Instintivamente, el lisiado trató de taparse la boca con la mano desaparecida,
pero el desorden mental que todavía le originaba el que ya no existiese,
propició que golpease la madera con su único codo, produciendo un ruido seco. A
continuación, Pedro negó muy despacio y apretó los dientes. Ricardo volvió a
mirar por la abertura, al otro lado había dos ojos inyectados en
sangre. El lisiado retrocedió, tenía la cara pálida. Matías, a su espalda,
le cogió del cuello y le atrajo hacia él con brusquedad. El candil de la mesa
varió de la irradiación blanca a una amarillenta y mortecina.

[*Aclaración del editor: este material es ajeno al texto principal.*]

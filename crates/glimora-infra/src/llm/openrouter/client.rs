//! OpenRouterClient -- concrete [`ChatModelClient`] implementation.
//!
//! Sends requests to the OpenRouter chat-completions API
//! (`/chat/completions`) with bearer authentication plus the attribution
//! headers OpenRouter expects (`HTTP-Referer`, `X-Title`).
//!
//! The API key is wrapped in [`secrecy::SecretString`] and is never logged
//! or included in `Debug` output. A client built without a key still
//! satisfies the trait: its stream yields
//! [`ModelError::MissingCredentials`] as the first item, which the turn
//! controller turns into the fixed failure transcript.

use std::time::Duration;

use futures_util::stream;
use secrecy::SecretString;

use glimora_core::client::{ChatModelClient, ModelByteStream};
use glimora_types::error::ModelError;
use glimora_types::message::Message;

use super::streaming::create_completion_stream;
use super::types::{ChatCompletionRequest, WireMessage};

/// OpenRouter chat-completions client.
pub struct OpenRouterClient {
    client: reqwest::Client,
    api_key: Option<SecretString>,
    base_url: String,
    model: String,
    referer: String,
}

impl OpenRouterClient {
    /// Identifies the app to OpenRouter's ranking dashboard.
    const APP_TITLE: &'static str = "Glimora";

    /// Create a new OpenRouter client.
    ///
    /// # Arguments
    ///
    /// * `api_key` - OpenRouter API key, if one is configured
    /// * `model` - Model identifier (e.g., "deepseek/deepseek-chat-v3-0324:free")
    /// * `referer` - Value for the `HTTP-Referer` attribution header
    pub fn new(api_key: Option<SecretString>, model: String, referer: String) -> Self {
        let client = reqwest::Client::builder()
            .timeout(Duration::from_secs(300)) // 5 min timeout for long generations
            .build()
            .expect("failed to create reqwest client");

        Self {
            client,
            api_key,
            base_url: "https://openrouter.ai/api/v1".to_string(),
            model,
            referer,
        }
    }

    /// The model this client requests completions from.
    pub fn model(&self) -> &str {
        &self.model
    }

    /// Override the base URL (useful for testing or proxies).
    #[allow(dead_code)]
    pub fn with_base_url(mut self, base_url: String) -> Self {
        self.base_url = base_url;
        self
    }

    /// Build the full API URL for a given path.
    fn url(&self, path: &str) -> String {
        format!("{}{}", self.base_url, path)
    }

    /// Convert the session's message log into the wire request body.
    fn to_request(&self, messages: Vec<Message>) -> ChatCompletionRequest {
        let messages = messages
            .into_iter()
            .map(|m| WireMessage {
                role: m.role.to_string(),
                content: m.content,
            })
            .collect();

        ChatCompletionRequest {
            model: self.model.clone(),
            messages,
            stream: true,
        }
    }
}

// OpenRouterClient intentionally does NOT derive Debug so the key can
// never ride along in formatted internal state.

impl ChatModelClient for OpenRouterClient {
    fn stream_chat(&self, messages: Vec<Message>) -> ModelByteStream {
        let Some(api_key) = self.api_key.clone() else {
            return Box::pin(stream::once(async { Err(ModelError::MissingCredentials) }));
        };

        let body = self.to_request(messages);
        create_completion_stream(
            self.client.clone(),
            self.url("/chat/completions"),
            body,
            api_key,
            self.referer.clone(),
            Self::APP_TITLE,
        )
    }
}
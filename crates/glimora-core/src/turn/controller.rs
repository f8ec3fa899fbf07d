//! Turn controller: owns the lifecycle of a single assistant turn.
//!
//! `begin` validates the submission and mutates the session synchronously
//! (user message + assistant placeholder); `drive` runs the selected
//! strategy, applies fragments in order, and settles the turn into exactly
//! one terminal state. One turn per session at a time; the UI boundary
//! rejects submissions while a turn is in flight, the controller does not
//! queue them.

use std::time::Duration;

use futures_util::StreamExt;
use tokio::select;
use tracing::{debug, info, warn};

use glimora_types::error::{SubmitError, TurnError};
use glimora_types::turn::{ModeToggles, TurnFailure, TurnMode, TurnOutcome, TurnPhase};

use tokio_util::sync::CancellationToken;

use crate::client::{ChatModelClient, SearchClient, SessionPersistence, TextExtractor};
use crate::session::ChatSessionStore;
use crate::turn::context::{PreparedTurn, TurnContext};
use crate::turn::strategy;

/// Default delay between replayed fragments in web-search mode.
const DEFAULT_REPLAY_DELAY: Duration = Duration::from_millis(30);

/// Orchestrates turns over the three request-side collaborators.
///
/// Generic over the collaborator traits so tests can substitute mocks.
pub struct TurnController<M, S, X> {
    model: M,
    search: S,
    extractor: X,
    replay_delay: Duration,
}

impl<M, S, X> TurnController<M, S, X>
where
    M: ChatModelClient,
    S: SearchClient,
    X: TextExtractor,
{
    pub fn new(model: M, search: S, extractor: X) -> Self {
        Self {
            model,
            search,
            extractor,
            replay_delay: DEFAULT_REPLAY_DELAY,
        }
    }

    /// Override the replay cadence for web-search mode.
    pub fn with_replay_delay(mut self, delay: Duration) -> Self {
        self.replay_delay = delay;
        self
    }

    /// Start a new turn.
    ///
    /// Validates that the input is non-empty or a file is attached,
    /// appends the user message and an empty assistant placeholder to the
    /// active session (creating one lazily), and captures the message
    /// snapshot plus toggle state into a fresh `TurnContext`.
    pub fn begin<P: SessionPersistence>(
        &self,
        store: &mut ChatSessionStore<P>,
        input: &str,
        toggles: &ModeToggles,
    ) -> Result<PreparedTurn, SubmitError> {
        let trimmed = input.trim();
        if trimmed.is_empty() && toggles.attachment.is_none() {
            return Err(SubmitError::EmptyInput);
        }

        let mode = TurnMode::select(toggles);
        let session_id = store.append_turn_messages(trimmed);

        // Snapshot excludes the assistant placeholder appended above.
        let base_messages = store
            .list_sessions()
            .iter()
            .find(|s| s.id == session_id)
            .map(|s| s.messages[..s.messages.len() - 1].to_vec())
            .unwrap_or_default();

        info!(session_id = %session_id, mode = %mode, "turn started");

        Ok(PreparedTurn {
            context: TurnContext {
                session_id,
                base_messages,
                mode,
                attachment: toggles.attachment.clone(),
                cancel: CancellationToken::new(),
                accumulated: String::new(),
            },
        })
    }

    /// Drive a prepared turn to a terminal state.
    ///
    /// Fragments are applied strictly in production order: each one is
    /// appended to the accumulator, the trailing assistant message is
    /// replaced with the full accumulated string, and `on_fragment` is
    /// called with the new fragment for incremental display. The session
    /// is persisted once, after the terminal state is reached.
    pub async fn drive<P, F>(
        &self,
        store: &mut ChatSessionStore<P>,
        turn: PreparedTurn,
        mut on_fragment: F,
    ) -> TurnOutcome
    where
        P: SessionPersistence,
        F: FnMut(&str),
    {
        let mut ctx = turn.context;
        let outcome = self.run(store, &mut ctx, &mut on_fragment).await;

        info!(
            session_id = %ctx.session_id,
            phase = %outcome.phase(),
            chars = ctx.accumulated.len(),
            "turn finished"
        );
        store.persist().await;
        outcome
    }

    async fn run<P, F>(
        &self,
        store: &mut ChatSessionStore<P>,
        ctx: &mut TurnContext,
        on_fragment: &mut F,
    ) -> TurnOutcome
    where
        P: SessionPersistence,
        F: FnMut(&str),
    {
        debug!(phase = %TurnPhase::Dispatching, mode = %ctx.mode, "turn phase");

        let stream = match self.dispatch_with_fallback(ctx).await {
            Ok(stream) => stream,
            Err(err) => return self.apply_failure(store, ctx, err),
        };

        // Extraction and search dispatch cannot be interrupted mid-await;
        // honor a cancellation requested during dispatch here, before any
        // fragment is consumed.
        if ctx.cancel.is_cancelled() {
            return TurnOutcome::Cancelled;
        }

        debug!(phase = %TurnPhase::Streaming, "turn phase");
        let mut stream = stream;

        loop {
            select! {
                biased;
                _ = ctx.cancel.cancelled() => {
                    debug!(chars = ctx.accumulated.len(), "turn cancelled");
                    return TurnOutcome::Cancelled;
                }
                next = stream.next() => match next {
                    Some(Ok(fragment)) => {
                        ctx.accumulated.push_str(&fragment);
                        store.replace_trailing_assistant(ctx.session_id, &ctx.accumulated);
                        on_fragment(&fragment);
                    }
                    Some(Err(err)) => return self.apply_failure(store, ctx, err),
                    None => return TurnOutcome::Completed,
                }
            }
        }
    }

    /// Dispatch the selected strategy, retrying once on the declared
    /// fallback mode when the primary dispatch fails.
    async fn dispatch_with_fallback(
        &self,
        ctx: &TurnContext,
    ) -> Result<crate::stream::FragmentStream, TurnError> {
        match self.dispatch(ctx.mode, ctx).await {
            Ok(stream) => Ok(stream),
            Err(err) => match ctx.mode.fallback() {
                Some(fallback) => {
                    warn!(
                        mode = %ctx.mode,
                        fallback = %fallback,
                        error = %err,
                        "dispatch failed, falling back"
                    );
                    debug!(phase = %TurnPhase::Fallback, "turn phase");
                    self.dispatch(fallback, ctx).await
                }
                None => Err(err),
            },
        }
    }

    async fn dispatch(
        &self,
        mode: TurnMode,
        ctx: &TurnContext,
    ) -> Result<crate::stream::FragmentStream, TurnError> {
        strategy::dispatch(
            &self.model,
            &self.search,
            &self.extractor,
            mode,
            ctx,
            self.replay_delay,
        )
        .await
    }

    /// Settle a failed turn: the transcript gets a short fixed string,
    /// the raw error goes into the side-channel detail slot.
    fn apply_failure<P: SessionPersistence>(
        &self,
        store: &mut ChatSessionStore<P>,
        ctx: &TurnContext,
        err: TurnError,
    ) -> TurnOutcome {
        let user_message = strategy::failure_message(&err);
        warn!(error = %err, "turn failed");
        store.replace_trailing_assistant(ctx.session_id, user_message);

        let detail = match err {
            TurnError::Network {
                detail: Some(detail),
                ..
            } => detail,
            other => serde_json::Value::String(other.to_string()),
        };

        TurnOutcome::Failed(TurnFailure {
            user_message: user_message.to_string(),
            detail: Some(detail),
        })
    }
}
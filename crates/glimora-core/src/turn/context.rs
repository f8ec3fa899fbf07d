//! Per-turn context and cancellation handle.
//!
//! A `TurnContext` exists for exactly one in-flight assistant turn and is
//! destroyed when the turn reaches a terminal state. The message snapshot
//! is captured by value at begin so later session mutation cannot affect
//! the turn; turns are serialized per session anyway, so this is a
//! defensive invariant.

use std::path::PathBuf;

use tokio_util::sync::CancellationToken;
use uuid::Uuid;

use glimora_types::message::{Message, MessageRole};
use glimora_types::turn::TurnMode;

/// State owned by one in-flight turn.
pub struct TurnContext {
    /// Session this turn belongs to.
    pub session_id: Uuid,
    /// Message log snapshot at turn start, including the new user message
    /// but not the assistant placeholder.
    pub base_messages: Vec<Message>,
    /// Strategy selected from the toggles captured at begin.
    pub mode: TurnMode,
    /// File staged for this turn (FileAugmented only).
    pub attachment: Option<PathBuf>,
    /// Cooperative cancellation signal, checked at each decode-loop
    /// iteration and replay tick.
    pub cancel: CancellationToken,
    /// Everything streamed so far; the trailing assistant message is a
    /// pure projection of this string.
    pub accumulated: String,
}

impl TurnContext {
    /// The user's raw query text for this turn (the newest user message
    /// in the snapshot).
    pub fn user_text(&self) -> &str {
        self.base_messages
            .iter()
            .rev()
            .find(|m| m.role == MessageRole::User)
            .map(|m| m.content.as_str())
            .unwrap_or_default()
    }
}

/// Cancellation handle for an in-flight turn.
///
/// Cloneable so the UI can hold it while the controller drives the turn.
#[derive(Clone)]
pub struct TurnHandle {
    cancel: CancellationToken,
}

impl TurnHandle {
    /// Signal the turn to stop. Accumulated text is retained; nothing is
    /// rolled back.
    pub fn cancel(&self) {
        self.cancel.cancel();
    }

    /// Whether cancellation has been requested.
    pub fn is_cancelled(&self) -> bool {
        self.cancel.is_cancelled()
    }
}

/// A validated turn, ready to be driven.
///
/// Returned by `TurnController::begin`; consumed by
/// `TurnController::drive`.
pub struct PreparedTurn {
    pub(crate) context: TurnContext,
}

impl PreparedTurn {
    /// A cancellation handle for this turn.
    pub fn handle(&self) -> TurnHandle {
        TurnHandle {
            cancel: self.context.cancel.clone(),
        }
    }

    /// The mode selected for this turn.
    pub fn mode(&self) -> TurnMode {
        self.context.mode
    }
}

#[cfg(test)]
mod tests {
    use super::*;

    fn context_with_messages(messages: Vec<Message>) -> TurnContext {
        TurnContext {
            session_id: Uuid::now_v7(),
            base_messages: messages,
            mode: TurnMode::Plain,
            attachment: None,
            cancel: CancellationToken::new(),
            accumulated: String::new(),
        }
    }

    #[test]
    fn test_user_text_finds_newest_user_message() {
        let ctx = context_with_messages(vec![
            Message::user("first question"),
            Message::assistant("first answer"),
            Message::user("second question"),
        ]);
        assert_eq!(ctx.user_text(), "second question");
    }

    #[test]
    fn test_user_text_empty_without_user_messages() {
        let ctx = context_with_messages(vec![Message::system("setup")]);
        assert_eq!(ctx.user_text(), "");
    }

    #[test]
    fn test_handle_cancellation_is_visible_to_context() {
        let ctx = context_with_messages(Vec::new());
        let prepared = PreparedTurn { context: ctx };
        let handle = prepared.handle();

        assert!(!handle.is_cancelled());
        handle.cancel();
        assert!(prepared.context.cancel.is_cancelled());
    }
}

—El día que comenzaron a despertar, mi hermano gemelo intentó librarte de
ellos. Tú tuviste la suerte de alcanzar la puerta. Te habían mordido, pero te
cortamos el brazo.
De repente, unas sacudidas repiquetearon en las tablas, y de inmediato, los
gruñidos aumentaron en intensidad y cantidad. La niña soltó el collar de perro
y se tapó los oídos. La madre se hincó los nudillos en las sienes. El
adolescente del sofá no se inmutó. A Pedro le temblaron las mejillas. Por
último, Matías, con la mirada incrustada en la nuca del lisiado, pronunció unas
alarmantes palabras:
—Haremos como con el chucho, le empujaremos al patio, así se calmarán.
Pero la luz del candil ya se reflejaba en los ojos de Ricardo.